In operation, when the rider rotates the seat 115 in one direction, the crossed chain 185 rotates the rear wheel assembly 120 in an opposite direction, but the vehicle turns in a direction corresponding to the direction of rotation of the seat 115. As shown in FIG. 2B, rotating the seat 115 toward the right, results in a rotation of the rear wheel assembly 120 toward the left. This results in the vehicle 100 turning to the right, corresponding to the direction of rotation of the seat 115.

Referring to FIG. 5, in one embodiment, the vehicle may include a damper 197 connecting the rear wheel fork 132 and the structural frame 105, allowing for improved steering and handling by preventing excessive rotational motion of the rear wheel assembly 120. In one embodiment, the damper 197 is a bi-directional torsion spring which is fitted to the fork steerer tube 198 and the frame 105 and provides a dampening effect to any rotational forces.

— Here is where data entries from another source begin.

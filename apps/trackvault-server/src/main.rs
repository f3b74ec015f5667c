//! TrackVault Server - streams audio tracks in and out of chunked storage.
//!
//! This binary wires the [`TrackStore`] to the HTTP layer in
//! `trackvault-http` and serves it until `SIGINT`, draining in-flight
//! transfers before exiting.
//!
//! # Usage
//!
//! ```text
//! DATABASE=file:///var/lib/trackvault TRACKS_LISTEN=0.0.0.0:4343 trackvault-server
//! ```
//!
//! # Environment Variables
//!
//! A `.env` file in the working directory is loaded first.
//!
//! | Variable | Default | Description |
//! |----------|---------|-------------|
//! | `TRACKS_LISTEN` | `0.0.0.0:4343` | Bind address |
//! | `DATABASE` | `memory://` | Storage connection string |
//! | `DATABASE_NAME` | `qb_track_db` | Database name |
//! | `TRACKS_BUCKET` | `tracks` | Bucket name |
//! | `TRACKS_CHUNK_SIZE` | `261120` | Chunk size in bytes |
//! | `TRACKS_MAX_UPLOAD_SIZE` | `100000000` | Largest accepted track in bytes |
//! | `LOG_LEVEL` | `info` | Log level filter |
//! | `RUST_LOG` | *(unset)* | Fine-grained tracing filter (overrides `LOG_LEVEL`) |

use std::future::Future;
use std::net::SocketAddr;

use anyhow::{Context, Result};
use hyper_util::rt::{TokioExecutor, TokioIo};
use hyper_util::server::conn::auto::Builder as HttpConnBuilder;
use hyper_util::server::graceful::GracefulShutdown;
use tokio::net::TcpListener;
use tracing::{debug, error, info, warn};
use tracing_subscriber::EnvFilter;

use trackvault_core::{TrackStore, TrackStoreConfig};
use trackvault_http::service::{TrackHttpConfig, TrackHttpService};

/// Server version reported at startup.
const VERSION: &str = env!("CARGO_PKG_VERSION");

/// Install the global subscriber. `RUST_LOG` wins over the configured level.
fn init_tracing(log_level: &str) -> Result<()> {
    let filter = log_filter(std::env::var("RUST_LOG").ok().as_deref(), log_level)?;
    tracing_subscriber::fmt()
        .with_env_filter(filter)
        .with_target(true)
        .init();
    Ok(())
}

fn log_filter(rust_log: Option<&str>, log_level: &str) -> Result<EnvFilter> {
    let directives = rust_log.filter(|d| !d.trim().is_empty()).unwrap_or(log_level);
    EnvFilter::try_new(directives).with_context(|| format!("invalid log filter: {directives}"))
}

/// Accept connections until `shutdown` resolves, then wait for in-flight
/// transfers to drain.
async fn serve(
    listener: TcpListener,
    service: TrackHttpService,
    shutdown: impl Future<Output = ()>,
) -> Result<()> {
    let graceful = GracefulShutdown::new();
    let http = HttpConnBuilder::new(TokioExecutor::new());
    tokio::pin!(shutdown);

    loop {
        let (stream, peer_addr) = tokio::select! {
            () = &mut shutdown => break,
            accepted = listener.accept() => match accepted {
                Ok(conn) => conn,
                Err(e) => {
                    warn!(error = %e, "failed to accept connection");
                    continue;
                }
            },
        };
        debug!(%peer_addr, "accepted connection");

        let conn = graceful.watch(
            http.serve_connection(TokioIo::new(stream), service.clone())
                .into_owned(),
        );
        tokio::spawn(async move {
            if let Err(e) = conn.await {
                error!(%peer_addr, error = %e, "connection error");
            }
        });
    }

    info!("draining open transfers");
    graceful.shutdown().await;
    info!("all transfers drained, exiting");
    Ok(())
}

/// Resolve on `SIGINT`.
async fn ctrl_c() {
    if let Err(e) = tokio::signal::ctrl_c().await {
        warn!(error = %e, "cannot listen for SIGINT, running until killed");
        std::future::pending::<()>().await;
    }
    info!("received shutdown signal");
}

/// Query the health endpoint of a running server.
async fn run_health_check(addr: &str) -> Result<()> {
    use tokio::io::{AsyncReadExt, AsyncWriteExt};
    use tokio::net::TcpStream;

    let stream = TcpStream::connect(addr)
        .await
        .with_context(|| format!("cannot connect to {addr}"))?;

    let (mut reader, mut writer) = stream.into_split();

    let request = format!("GET /health HTTP/1.1\r\nHost: {addr}\r\nConnection: close\r\n\r\n");
    writer.write_all(request.as_bytes()).await?;
    writer.shutdown().await?;

    let mut response = String::new();
    reader.read_to_string(&mut response).await?;

    if is_healthy_response(&response) {
        Ok(())
    } else {
        anyhow::bail!("unhealthy response from {addr}")
    }
}

fn is_healthy_response(response: &str) -> bool {
    response.starts_with("HTTP/1.1 200") && response.contains("\"status\":\"running\"")
}

/// The address a local health check should connect to for a bind address.
fn health_check_address(listen: &str) -> String {
    listen.replace("0.0.0.0", "127.0.0.1")
}

#[tokio::main]
async fn main() -> Result<()> {
    dotenvy::dotenv().ok();

    // Handle --health-check flag for Docker HEALTHCHECK.
    if std::env::args().any(|a| a == "--health-check") {
        let config = TrackStoreConfig::from_env();
        let healthy = run_health_check(&health_check_address(&config.listen))
            .await
            .is_ok();
        std::process::exit(i32::from(!healthy));
    }

    let config = TrackStoreConfig::from_env();

    init_tracing(&config.log_level)?;

    info!(
        listen = %config.listen,
        database = %config.database_url,
        database_name = %config.database_name,
        bucket = %config.bucket,
        chunk_size = config.chunk_size,
        max_upload_size = config.max_upload_size,
        version = VERSION,
        "starting TrackVault Server",
    );

    let http_config = TrackHttpConfig::from_store_config(&config);
    let addr: SocketAddr = config
        .listen
        .parse()
        .with_context(|| format!("invalid bind address: {}", config.listen))?;

    let store = match TrackStore::connect(config).await {
        Ok(store) => store,
        Err(e) => {
            error!(error = %e, "failed to connect to storage");
            std::process::exit(1);
        }
    };
    info!("connected to storage");

    let service = TrackHttpService::new(store, http_config);

    let listener = TcpListener::bind(addr)
        .await
        .with_context(|| format!("failed to bind to {addr}"))?;

    info!(%addr, "listening for connections");

    serve(listener, service, ctrl_c()).await
}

Referring now to FIG. 6, in a second embodiment, steering of the vehicle 100 is accomplished by rotation of the seat 115 about a seat pivot axis 200, which is declined toward the front of the vehicle 100 to define a declination angle D. The declination angle D is preferably between about 25 degrees and 75 degrees, more preferably between about 35 degrees and 50 degrees and most preferably about 45 degrees. In one embodiment, the seat 115 is suspended on and rotates about an upper pivot attachment point 205 and a lower pivot attachment point 210 positioned along the seat pivot axis 200.

The upper attachment point 205 is mounted high on the seat back 119 and the lower pivot attachment point is mounted in a frontward portion of the seat base 117. As the angle of rotation of the seat 115 is not substantially parallel to the angle of rotation of the rear wheel assembly 120, as previously described with reference to FIGS. 1 to 2C, a modified steering linkage is utilized. A chain 215 is trained about the rear sprocket 180 of the rear wheel assembly 120. Two steering cables 220a, 220b attached to each end of the chain 215 at turnbuckles 190a, 190b operably connect the rear sprocket 180 of the rear wheel assembly 120 to the seat 115 at cable attachment points 225a, 225b. In one embodiment, the steering cables 220 are aircraft cables having swaged ends for attachment to the turnbuckles 190 and the seat 115.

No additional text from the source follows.